The project would include nine interactive movements:
- Flocking — vast particle clouds swarm around the screen, periodically coalescing into hashtags and other objects of focused attention.
- Flowing — the stream of recent Tweets, known internally as “the firehose,” is visualized as an exploding particle fountain.
- Trending — clusters of particles rise to form clouds, revealing the machinations of Twitter’s “trending topics” algorithm.
- Streaming — a flowing river of live videos slides across the screen, offering brief windows into life on Earth at that moment.
- Glimpsing — live videos are abstracted into colorful pixelated squares, reminiscent of stained glass windows in a cathedral.
- Blinking — thousands of photos posted each moment create a visual mosaic, which is completely refreshed from second to second.

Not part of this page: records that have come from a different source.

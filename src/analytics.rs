//! Aggregate churn analytics over scored customers

use crate::geography::Geography;
use crate::schema::{normalize_gender, CustomerRecord};
use crate::scoring::{FeatureImportanceMap, PredictionResult};
use std::collections::{BTreeMap, HashMap};

/// Age bands as right-closed intervals `(lower, upper]`.
pub const AGE_BANDS: [(&str, f64, f64); 5] = [
    ("<30", 0.0, 30.0),
    ("30-40", 30.0, 40.0),
    ("40-50", 40.0, 50.0),
    ("50-60", 50.0, 60.0),
    ("60+", 60.0, 100.0),
];

/// Balance bands as right-closed intervals; the last band is open-ended.
pub const BALANCE_BANDS: [(&str, f64, f64); 5] = [
    ("0", -1.0, 0.0),
    ("0-10000", 0.0, 10_000.0),
    ("10000-50000", 10_000.0, 50_000.0),
    ("50000-100000", 50_000.0, 100_000.0),
    ("100000+", 100_000.0, f64::INFINITY),
];

/// Stay/leave counts.
#[derive(Debug, Clone, Copy, Default, PartialEq, Eq)]
pub struct ChurnDistribution {
    pub stay: usize,
    pub leave: usize,
}

pub fn churn_distribution(results: &[PredictionResult]) -> ChurnDistribution {
    let leave = results.iter().filter(|r| r.prediction == 1).count();
    ChurnDistribution {
        stay: results.len() - leave,
        leave,
    }
}

/// The `n` predicted churners with the highest probability.
pub fn top_risk(results: &[PredictionResult], n: usize) -> Vec<PredictionResult> {
    let mut churners: Vec<PredictionResult> = results
        .iter()
        .filter(|r| r.prediction == 1)
        .cloned()
        .collect();
    churners.sort_by(|a, b| b.churn_probability.total_cmp(&a.churn_probability));
    churners.truncate(n);
    churners
}

/// Mean churn probability for one segment; `mean` is `None` for an empty band.
#[derive(Debug, Clone, PartialEq)]
pub struct GroupMean {
    pub label: String,
    pub count: usize,
    pub mean: Option<f64>,
}

#[derive(Debug, Clone, PartialEq)]
pub struct SegmentAnalytics {
    pub by_geography: Vec<GroupMean>,
    pub by_gender: Vec<GroupMean>,
    pub by_activity: Vec<GroupMean>,
    pub by_age_band: Vec<GroupMean>,
    pub by_balance_band: Vec<GroupMean>,
    pub by_products: Vec<GroupMean>,
}

#[derive(Default)]
struct Accumulator {
    sum: f64,
    count: usize,
}

impl Accumulator {
    fn add(&mut self, value: f64) {
        self.sum += value;
        self.count += 1;
    }

    fn finish(&self, label: impl Into<String>) -> GroupMean {
        GroupMean {
            label: label.into(),
            count: self.count,
            mean: (self.count > 0).then(|| self.sum / self.count as f64),
        }
    }
}

fn band_index(bands: &[(&str, f64, f64)], value: f64) -> Option<usize> {
    bands
        .iter()
        .position(|&(_, lower, upper)| value > lower && value <= upper)
}

fn product_label(value: f64) -> String {
    if value.fract() == 0.0 {
        format!("{}", value as i64)
    } else {
        format!("{}", value)
    }
}

/// Join predictions to their input records by customer id and average the
/// churn probability per segment.
///
/// Predictions whose customer id has no record only count toward geography.
/// When ids repeat, the first record wins.
pub fn segment_analytics(
    records: &[CustomerRecord],
    results: &[PredictionResult],
) -> SegmentAnalytics {
    let mut by_id: HashMap<i64, &CustomerRecord> = HashMap::with_capacity(records.len());
    for record in records {
        by_id.entry(record.customer_id).or_insert(record);
    }

    let mut geography: BTreeMap<Geography, Accumulator> = BTreeMap::new();
    let mut gender: BTreeMap<i64, Accumulator> = BTreeMap::new();
    let mut activity: BTreeMap<i64, Accumulator> = BTreeMap::new();
    let mut products: Vec<(f64, Accumulator)> = Vec::new();
    let mut age: Vec<Accumulator> = AGE_BANDS.iter().map(|_| Accumulator::default()).collect();
    let mut balance: Vec<Accumulator> =
        BALANCE_BANDS.iter().map(|_| Accumulator::default()).collect();

    for result in results {
        let p = result.churn_probability;
        if let Ok(geo) = result.geography.parse::<Geography>() {
            geography.entry(geo).or_default().add(p);
        }

        let Some(record) = by_id.get(&result.customer_id) else {
            continue;
        };
        if let Some(flag) = normalize_gender(record) {
            gender.entry(flag).or_default().add(p);
        }
        if let Some(flag) = record.is_active_member {
            activity.entry(flag).or_default().add(p);
        }
        if let Some(idx) = record.age.and_then(|a| band_index(&AGE_BANDS, a)) {
            age[idx].add(p);
        }
        if let Some(idx) = record.balance.and_then(|b| band_index(&BALANCE_BANDS, b)) {
            balance[idx].add(p);
        }
        if let Some(n) = record.num_of_products {
            match products.iter_mut().find(|(value, _)| *value == n) {
                Some((_, acc)) => acc.add(p),
                None => {
                    let mut acc = Accumulator::default();
                    acc.add(p);
                    products.push((n, acc));
                }
            }
        }
    }
    products.sort_by(|a, b| a.0.total_cmp(&b.0));

    SegmentAnalytics {
        by_geography: geography
            .iter()
            .map(|(geo, acc)| acc.finish(geo.display_name()))
            .collect(),
        by_gender: gender
            .iter()
            .map(|(flag, acc)| acc.finish(if *flag == 1 { "Мужской" } else { "Женский" }))
            .collect(),
        by_activity: activity
            .iter()
            .map(|(flag, acc)| match flag {
                0 => acc.finish("Не активный"),
                1 => acc.finish("Активный"),
                other => acc.finish(other.to_string()),
            })
            .collect(),
        by_age_band: AGE_BANDS
            .iter()
            .zip(age.iter())
            .map(|((label, _, _), acc)| acc.finish(*label))
            .collect(),
        by_balance_band: BALANCE_BANDS
            .iter()
            .zip(balance.iter())
            .map(|((label, _, _), acc)| acc.finish(*label))
            .collect(),
        by_products: products
            .iter()
            .map(|(value, acc)| acc.finish(product_label(*value)))
            .collect(),
    }
}

/// Importance maps that were fetched, and the countries whose request failed.
#[derive(Debug, Default)]
pub struct ImportanceOutcomes {
    pub maps: Vec<(Geography, FeatureImportanceMap)>,
    pub failures: Vec<(Geography, String)>,
}

/// Separate per-country importance responses into successes and failures,
/// keeping request order in both.
pub fn split_importances(
    outcomes: Vec<(Geography, crate::Result<FeatureImportanceMap>)>,
) -> ImportanceOutcomes {
    let mut split = ImportanceOutcomes::default();
    for (geography, outcome) in outcomes {
        match outcome {
            Ok(map) => split.maps.push((geography, map)),
            Err(err) => split.failures.push((geography, format!("{:#}", err))),
        }
    }
    split
}

/// One feature's weight per country plus the cross-country mean.
#[derive(Debug, Clone, PartialEq)]
pub struct ImportanceRow {
    pub label: String,
    pub weights: Vec<f64>,
    pub mean: f64,
}

/// Features as rows, countries as columns, sorted by mean weight.
#[derive(Debug, Clone, PartialEq)]
pub struct ImportanceTable {
    pub countries: Vec<Geography>,
    pub rows: Vec<ImportanceRow>,
}

/// Merge per-country importance maps into one table keyed by feature label.
///
/// A label absent for some country counts as 0 there.
pub fn importance_table(maps: &[(Geography, FeatureImportanceMap)]) -> ImportanceTable {
    let countries: Vec<Geography> = maps.iter().map(|(geo, _)| *geo).collect();

    let mut labels: Vec<String> = Vec::new();
    for (_, map) in maps {
        for entry in map.iter() {
            if !labels.contains(&entry.label) {
                labels.push(entry.label.clone());
            }
        }
    }

    let mut rows: Vec<ImportanceRow> = labels
        .into_iter()
        .map(|label| {
            let weights: Vec<f64> = maps
                .iter()
                .map(|(_, map)| map.get(&label).unwrap_or(0.0))
                .collect();
            let mean = if weights.is_empty() {
                0.0
            } else {
                weights.iter().sum::<f64>() / weights.len() as f64
            };
            ImportanceRow {
                label,
                weights,
                mean,
            }
        })
        .collect();
    rows.sort_by(|a, b| b.mean.total_cmp(&a.mean));

    ImportanceTable { countries, rows }
}

#[cfg(test)]
mod tests {
    use super::*;

    fn result(id: i64, geography: &str, prediction: u8, p: f64) -> PredictionResult {
        PredictionResult {
            customer_id: id,
            geography: geography.to_string(),
            prediction,
            churn_probability: p,
        }
    }

    fn record(id: i64, age: f64, balance: f64, products: f64, active: i64, gender: &str) -> CustomerRecord {
        CustomerRecord {
            customer_id: id,
            geography: "France".to_string(),
            age: Some(age),
            balance: Some(balance),
            num_of_products: Some(products),
            is_active_member: Some(active),
            gender: Some(gender.to_string()),
            ..Default::default()
        }
    }

    #[test]
    fn test_distribution_and_top_risk() {
        let results = vec![
            result(1, "France", 1, 0.61),
            result(2, "France", 0, 0.20),
            result(3, "Spain", 1, 0.93),
            result(4, "Germany", 1, 0.75),
        ];
        assert_eq!(churn_distribution(&results), ChurnDistribution { stay: 1, leave: 3 });

        let top: Vec<i64> = top_risk(&results, 2).iter().map(|r| r.customer_id).collect();
        assert_eq!(top, vec![3, 4]);
    }

    #[test]
    fn test_band_edges_are_right_closed() {
        assert_eq!(band_index(&AGE_BANDS, 30.0), Some(0));
        assert_eq!(band_index(&AGE_BANDS, 30.5), Some(1));
        assert_eq!(band_index(&AGE_BANDS, 0.0), None);
        assert_eq!(band_index(&BALANCE_BANDS, 0.0), Some(0));
        assert_eq!(band_index(&BALANCE_BANDS, 0.01), Some(1));
        assert_eq!(band_index(&BALANCE_BANDS, 250_000.0), Some(4));
    }

    #[test]
    fn test_segment_means() {
        let records = vec![
            record(1, 25.0, 0.0, 1.0, 1, "Male"),
            record(2, 45.0, 120_000.0, 2.0, 0, "Female"),
            record(3, 47.0, 60_000.0, 2.0, 0, "Female"),
        ];
        let results = vec![
            result(1, "France", 0, 0.2),
            result(2, "Germany", 1, 0.8),
            result(3, "Germany", 1, 0.6),
        ];
        let analytics = segment_analytics(&records, &results);

        assert_eq!(analytics.by_geography[0].label, "Франция");
        assert_eq!(analytics.by_geography[1].label, "Германия");
        assert!((analytics.by_geography[1].mean.unwrap() - 0.7).abs() < 1e-12);

        assert_eq!(analytics.by_gender[0].label, "Женский");
        assert_eq!(analytics.by_gender[0].count, 2);

        assert_eq!(analytics.by_activity[0].label, "Не активный");
        assert_eq!(analytics.by_age_band.len(), 5);
        assert_eq!(analytics.by_age_band[0].mean, Some(0.2));
        assert_eq!(analytics.by_age_band[1].mean, None);
        assert_eq!(analytics.by_balance_band[4].mean, Some(0.8));

        let products: Vec<&str> = analytics.by_products.iter().map(|g| g.label.as_str()).collect();
        assert_eq!(products, vec!["1", "2"]);
    }

    #[test]
    fn test_split_importances_keeps_failures() {
        let weights = [0.1, 0.5, 0.0, 0.1, 0.1, 0.0, 0.1, 0.1, 0.0];
        let outcomes = vec![
            (Geography::France, Err(anyhow::anyhow!("scoring service returned 500"))),
            (Geography::Germany, Ok(FeatureImportanceMap::from_weights(&weights))),
            (Geography::Spain, Err(anyhow::anyhow!("timed out"))),
        ];
        let split = split_importances(outcomes);

        assert_eq!(split.maps.len(), 1);
        assert_eq!(split.maps[0].0, Geography::Germany);
        let failed: Vec<Geography> = split.failures.iter().map(|(g, _)| *g).collect();
        assert_eq!(failed, vec![Geography::France, Geography::Spain]);
        assert_eq!(split.failures[1].1, "timed out");

        let none = split_importances(vec![(Geography::France, Err(anyhow::anyhow!("down")))]);
        assert!(none.maps.is_empty());
    }

    #[test]
    fn test_importance_table_merges_and_sorts() {
        let france = FeatureImportanceMap::from_weights(&[0.1, 0.5, 0.0, 0.1, 0.1, 0.0, 0.1, 0.1, 0.0]);
        let spain = FeatureImportanceMap::from_weights(&[0.3, 0.3, 0.0, 0.1, 0.1, 0.0, 0.1, 0.1, 0.0]);
        let table = importance_table(&[(Geography::France, france), (Geography::Spain, spain)]);

        assert_eq!(table.countries, vec![Geography::France, Geography::Spain]);
        assert_eq!(table.rows.len(), 9);
        assert_eq!(table.rows[0].label, "Возраст");
        assert!((table.rows[0].mean - 0.4).abs() < 1e-12);
        assert_eq!(table.rows[1].label, "Кредитный рейтинг");
        assert_eq!(table.rows[0].weights, vec![0.5, 0.3]);
    }
}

- Bubbling — particle clusters coalesce organically, showing the way in which Tweets “bubble up” through the network via likes and retweets.
- Showing — five columns of images show recently posted photos that relate to each of the five human senses — I see, I touch, I hear, I smell, I taste.
- Sensing, five columns of text show recent statements of sensation that relate to the five human senses — I see, I touch, I hear, I smell, I taste.
The proposal was made in response to an invitation from Twitter, and was initially accepted — but when Twitter’s CEO of five years, Dick Costolo, suddenly stepped down, the project was paused and then later abandoned.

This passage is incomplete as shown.